--- What you need to do ---
Across the whole listing, filter for the string "count" and copy every line that has it.

--- Input data ---
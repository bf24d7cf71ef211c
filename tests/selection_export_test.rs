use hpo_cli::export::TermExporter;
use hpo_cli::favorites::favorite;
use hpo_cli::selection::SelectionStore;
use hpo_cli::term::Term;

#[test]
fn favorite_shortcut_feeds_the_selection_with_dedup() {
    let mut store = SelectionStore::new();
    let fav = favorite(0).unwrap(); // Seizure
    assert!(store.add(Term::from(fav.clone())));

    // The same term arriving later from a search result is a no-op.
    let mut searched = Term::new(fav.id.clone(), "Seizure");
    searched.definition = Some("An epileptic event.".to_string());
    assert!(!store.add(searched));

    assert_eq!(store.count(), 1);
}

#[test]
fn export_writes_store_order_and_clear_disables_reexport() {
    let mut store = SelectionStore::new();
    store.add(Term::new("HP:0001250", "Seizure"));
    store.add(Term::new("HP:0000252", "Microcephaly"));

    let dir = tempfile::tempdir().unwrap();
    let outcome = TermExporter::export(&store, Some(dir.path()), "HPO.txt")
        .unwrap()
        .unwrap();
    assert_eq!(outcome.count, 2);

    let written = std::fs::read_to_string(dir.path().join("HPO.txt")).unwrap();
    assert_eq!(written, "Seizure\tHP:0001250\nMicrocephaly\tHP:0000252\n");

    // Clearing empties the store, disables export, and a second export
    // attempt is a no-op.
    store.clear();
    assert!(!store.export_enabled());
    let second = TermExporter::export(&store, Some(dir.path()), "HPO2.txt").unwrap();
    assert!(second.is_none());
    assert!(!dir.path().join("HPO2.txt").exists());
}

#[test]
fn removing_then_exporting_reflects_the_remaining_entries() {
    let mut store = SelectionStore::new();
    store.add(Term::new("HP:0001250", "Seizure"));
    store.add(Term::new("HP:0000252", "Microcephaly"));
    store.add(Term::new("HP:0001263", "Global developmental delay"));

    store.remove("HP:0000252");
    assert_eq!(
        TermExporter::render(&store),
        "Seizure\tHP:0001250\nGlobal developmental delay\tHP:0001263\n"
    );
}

--- Task response ---
    assert_eq!(store.count(), 1);
    assert_eq!(outcome.count, 2);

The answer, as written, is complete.